From: "Arthur Fabre" <afabre@cloudflare.com>
To: "Lorenzo Bianconi" <lorenzo@kernel.org>,
"Toke Høiland-Jørgensen" <toke@redhat.com>
Cc: "Lorenzo Bianconi" <lorenzo.bianconi@redhat.com>,
"Jesper Dangaard Brouer" <hawk@kernel.org>,
"Jakub Sitnicki" <jakub@cloudflare.com>,
"Alexander Lobakin" <aleksander.lobakin@intel.com>,
<bpf@vger.kernel.org>, <netdev@vger.kernel.org>, <ast@kernel.org>,
<daniel@iogearbox.net>, <davem@davemloft.net>, <kuba@kernel.org>,
<john.fastabend@gmail.com>, <edumazet@google.com>,
<pabeni@redhat.com>, <sdf@fomichev.me>, <tariqt@nvidia.com>,
<saeedm@nvidia.com>, <anthony.l.nguyen@intel.com>,
<przemyslaw.kitszel@intel.com>,
<intel-wired-lan@lists.osuosl.org>, <mst@redhat.com>,
<jasowang@redhat.com>, <mcoquelin.stm32@gmail.com>,
<alexandre.torgue@foss.st.com>,
"kernel-team" <kernel-team@cloudflare.com>,
"Yan Zhai" <yan@cloudflare.com>
Subject: Re: [RFC bpf-next 0/4] Add XDP rx hw hints support performing XDP_REDIRECT
Date: Tue, 01 Oct 2024 16:16:02 +0200 [thread overview]
Message-ID: <D4KJ7DUXJQC5.2UFST9L3CUOH7@bobby> (raw)
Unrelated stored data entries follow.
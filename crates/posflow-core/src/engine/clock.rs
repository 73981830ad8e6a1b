//! Time source for the executor.

use std::sync::Mutex;
use std::thread;
use std::time::{Duration, Instant};

pub trait Clock: Send + Sync {
    /// Monotonic time since the clock was created.
    fn now(&self) -> Duration;
    fn sleep(&self, duration: Duration);
}

/// Wall clock backed by [`Instant`] and `thread::sleep`.
#[derive(Debug, Clone, Copy)]
pub struct SystemClock {
    origin: Instant,
}

impl SystemClock {
    pub fn new() -> Self {
        Self {
            origin: Instant::now(),
        }
    }
}

impl Default for SystemClock {
    fn default() -> Self {
        Self::new()
    }
}

impl Clock for SystemClock {
    fn now(&self) -> Duration {
        self.origin.elapsed()
    }

    fn sleep(&self, duration: Duration) {
        thread::sleep(duration);
    }
}

/// Test clock: `sleep` advances time instantly, `advance` moves it by hand.
#[derive(Debug, Default)]
pub struct ManualClock {
    now: Mutex<Duration>,
}

impl ManualClock {
    pub fn new() -> Self {
        Self::default()
    }

    pub fn advance(&self, by: Duration) {
        let mut now = self.now.lock().unwrap_or_else(|e| e.into_inner());
        *now += by;
    }
}

impl Clock for ManualClock {
    fn now(&self) -> Duration {
        *self.now.lock().unwrap_or_else(|e| e.into_inner())
    }

    fn sleep(&self, duration: Duration) {
        self.advance(duration);
    }
}

#[cfg(test)]
mod tests {
    use super::*;

    #[test]
    fn test_manual_clock_sleep_advances() {
        let clock = ManualClock::new();
        clock.sleep(Duration::from_millis(250));
        clock.advance(Duration::from_secs(1));
        assert_eq!(clock.now(), Duration::from_millis(1250));
    }
}
//! macOS monitor enumeration. Bounds are in global display points.

use super::Display;
use crate::{PlatformError, PlatformResult};
use core_graphics::display::CGDisplay;
use posflow_core::MonitorBox;

pub(super) fn list_displays() -> PlatformResult<Vec<Display>> {
    let ids = CGDisplay::active_displays()
        .map_err(|e| PlatformError::CaptureFailed(format!("CGGetActiveDisplayList failed: {e}")))?;

    Ok(ids
        .into_iter()
        .map(|id| {
            let display = CGDisplay::new(id);
            let bounds = display.bounds();
            Display {
                bounds: MonitorBox::new(
                    bounds.origin.x.round() as i32,
                    bounds.origin.y.round() as i32,
                    bounds.size.width.round() as u32,
                    bounds.size.height.round() as u32,
                ),
                primary: display.is_main(),
            }
        })
        .collect())
}
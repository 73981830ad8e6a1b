//! Execution engine: action state machine + player thread.
//!
//! A run walks the sequence `loops` times. Between any two side effects the
//! executor passes a checkpoint, where queued control signals are applied:
//! stop/cancel end the run, pause blocks on the signal channel until resume.
//! Every sleep is cut into `check_interval` chunks so no checkpoint is ever
//! further apart than one chunk, one injected input or one condition poll.

mod clock;
mod player;
mod signal;

#[cfg(test)]
mod tests;

pub use clock::{Clock, ManualClock, SystemClock};
pub use player::{Player, PlayerHandle};
pub use signal::{ControlSignal, SignalChannel, SignalReceiver, SignalSender, StateCell};

use crate::condition::{Probe, ProbeResult, TextMatcher};
use crate::ports::{PixelBuffer, Ports};
use crate::{
    to_absolute, to_absolute_rect, validate_sequence, AbsRect, Action, ActionKind,
    ActionSequence, ExecError, ExecutionSettings, MonitorGeometry, PollSpec, SessionState,
    MAX_CLICK_JITTER,
};
use crossbeam_channel::{bounded, Receiver, RecvTimeoutError, Sender};
use rand::rngs::StdRng;
use rand::{Rng, SeedableRng};
use std::collections::HashMap;
use std::sync::atomic::{AtomicBool, Ordering};
use std::sync::Arc;
use std::time::{Duration, Instant};
use tracing::{debug, error, info, warn};

/// Absolute coordinates an action resolved to.
#[derive(Debug, Clone, Copy, PartialEq, Eq)]
pub enum ResolvedTarget {
    None,
    Point { x: i32, y: i32 },
    Rect(AbsRect),
}

/// Snapshot of a run, pushed by the executor after every action.
#[derive(Debug, Clone, Default, PartialEq)]
pub struct RunProgress {
    pub action_index: usize,
    /// 1-based loop iteration.
    pub iteration: u32,
    /// Actions completed so far, across iterations.
    pub executed: u64,
    /// Wall time since the run started, minus time spent paused.
    pub elapsed_active: Duration,
    pub last_error: Option<ExecError>,
    /// Center of the most recent template match.
    pub last_match: Option<(i32, i32)>,
}

#[derive(Debug, Clone, PartialEq)]
pub enum RunOutcome {
    Completed,
    /// `action_index` is `None` only when the run failed before reaching any
    /// action.
    Aborted {
        reason: ExecError,
        action_index: Option<usize>,
    },
    Cancelled,
}

#[derive(Debug, Clone, PartialEq)]
pub struct RunReport {
    pub outcome: RunOutcome,
    pub progress: RunProgress,
}

/// Events emitted by the executor.
#[derive(Debug, Clone, PartialEq)]
pub enum EngineEvent {
    StateChanged {
        old: SessionState,
        new: SessionState,
    },
    LoopStarted {
        iteration: u32,
        total: u32,
    },
    ActionStarting {
        index: usize,
        iteration: u32,
        kind: String,
    },
    /// Coordinates resolved; emitted identically in live and dry runs.
    ActionResolved {
        index: usize,
        iteration: u32,
        kind: String,
        target: ResolvedTarget,
        dry_run: bool,
    },
    ConditionMet {
        index: usize,
        location: Option<(i32, i32)>,
    },
    /// A timed-out wait that the run continued past.
    ActionSkipped {
        index: usize,
        reason: String,
    },
    ActionCompleted {
        index: usize,
    },
    IterationCompleted {
        iteration: u32,
    },
    Progress(RunProgress),
    Finished(RunOutcome),
}

/// Interprets action sequences against a set of ports.
///
/// One executor runs at most one sequence at a time; the signal receiver it
/// owns is what ties it to a particular hotkey listener.
pub struct Executor {
    ports: Ports,
    settings: ExecutionSettings,
    clock: Arc<dyn Clock>,
    signals: SignalReceiver,
    state: StateCell,
    event_tx: Sender<EngineEvent>,
    event_rx: Receiver<EngineEvent>,
    active: AtomicBool,
}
In-Reply-To: <ZvqQOpqnK9hBmXNn@lore-desk>
On Mon Sep 30, 2024 at 1:49 PM CEST, Lorenzo Bianconi wrote:
> > Lorenzo Bianconi <lorenzo@kernel.org> writes:
> >
> > >> > We could combine such a registration API with your header format, so
> > >> > that the registration just becomes a way of allocating one of the keys
> > >> > from 0-63 (and the registry just becomes a global copy of the header).
> > >> > This would basically amount to moving the "service config file" into the
> > >> > kernel, since that seems to be the only common denominator we can rely
> > >> > on between BPF applications (as all attempts to write a common daemon
> > >> > for BPF management have shown).
> > >>
> > >> That sounds reasonable. And I guess we'd have set() check the global
> > >> registry to enforce that the key has been registered beforehand?
> > >>
> > >> >
> > >> > -Toke
> > >>
> > >> Thanks for all the feedback!
> > >
> > > I like this 'fast' KV approach but I guess we should really evaluate its
> > > impact on performances (especially for xdp) since, based on the kfunc calls
> > > order in the ebpf program, we can have one or multiple memmove/memcpy for
> > > each packet, right?
> >
> > Yes, with Arthur's scheme, performance will be ordering dependent. Using
> > a global registry for offsets would sidestep this, but have the
> > synchronisation issues we discussed up-thread. So on balance, I think
> > the memmove() suggestion will probably lead to the least pain.
> >
> > For the HW metadata we could sidestep this by always having a fixed
> > struct for it (but using the same set/get() API with reserved keys). The
> > only drawback of doing that is that we statically reserve a bit of
> > space, but I'm not sure that is such a big issue in practice (at least
> > not until this becomes to popular that the space starts to be contended;
> > but surely 256 bytes ought to be enough for everybody, right? :)).
>
> I am fine with the proposed approach, but I think we need to verify what is the
> impact on performances (in the worst case??)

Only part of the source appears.